TiAl alloys with gamma-TiAl and alpha(2)-Ti3Al dual-phase lamellar structure possess not only excellent high temperature performance but also density only about half of traditional superalloys. Such lamellar structure largely determines the mechanical properties of TiAl alloys. However, there is still a lack of understanding on the atomic structure of lamella, as well as their influence on the mechanical behaviors. For this reason, molecular dynamics with an embedded-atom potential is employed to investigate the energies of both the coherent and semi-coherent gamma/alpha(2) interfaces. The interface coherency is found to depend on the thickness ratio of gamma lamellae to alpha(2) lamellae, and there exists a critical lamella thickness, below/above which the interface is coherent/semi-coherent.
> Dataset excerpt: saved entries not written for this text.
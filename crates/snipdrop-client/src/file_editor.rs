use std::io;
use std::path::{Path, PathBuf};

use snipdrop_core::{EditorHost, EditorSelection, FileInfo, LineRange};

/// An [`EditorHost`] over a file on disk, with an optional line selection.
///
/// Used by the command-line client in place of an interactive editor.
#[derive(Debug, Clone)]
pub struct FileEditor {
    path: PathBuf,
    text: String,
    selection: Option<LineRange>,
    project: Option<String>,
}

impl FileEditor {
    /// Load `path`. The selection is clamped to the document's lines.
    pub fn open(
        path: impl AsRef<Path>,
        selection: Option<LineRange>,
        project: Option<String>,
    ) -> io::Result<Self> {
        let path = path.as_ref().to_path_buf();
        let text = std::fs::read_to_string(&path)?;
        let last = LineRange::whole_document(&text).end;
        let selection = selection.map(|range| {
            let end = range.end.min(last);
            LineRange::new(range.start.min(end), end)
        });

        Ok(Self {
            path,
            text,
            selection,
            project,
        })
    }

    /// The selected text, or the whole document without a selection.
    pub fn fragment(&self) -> String {
        match self.selection() {
            Some(selection) => selection.text,
            None => self.text.clone(),
        }
    }
}

impl EditorHost for FileEditor {
    fn document_text(&self) -> Option<String> {
        Some(self.text.clone())
    }

    fn selection(&self) -> Option<EditorSelection> {
        let range = self.selection?;

        // Byte span of the selected lines, so CRLF documents stay verbatim
        let mut offset = 0;
        let mut start = None;
        for (index, line) in self.text.split_inclusive('\n').enumerate() {
            if index == range.start {
                start = Some(offset);
            }
            offset += line.len();
            if index == range.end {
                break;
            }
        }

        let selected = &self.text[start?..offset];
        let text = selected
            .strip_suffix('\n')
            .map(|line| line.strip_suffix('\r').unwrap_or(line))
            .unwrap_or(selected);
        Some(EditorSelection {
            text: text.to_string(),
            lines: range,
        })
    }

    fn current_file(&self) -> Option<FileInfo> {
        Some(FileInfo::from_path(&self.path.to_string_lossy()))
    }

    fn project_name(&self) -> Option<String> {
        self.project.clone()
    }
}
Tensile loading perpendicular to the lamella interface indicates that the yield strength of coherent interface is higher than that of semi-coherent interface and the crack nucleation behavior varies with the thickness ratio of gamma lamellae to alpha(2), lamellae. The plastic deformation occurs first in the gamma region, forming Shockley partial dislocations and then crosses the gamma/alpha(2), interface via slip transfer, activating stacking faults on the pyramidal plane in the alpha(2) region. In this process, the gamma/alpha(2) interface provides nucleation sites for subsequent dislocations and cracks.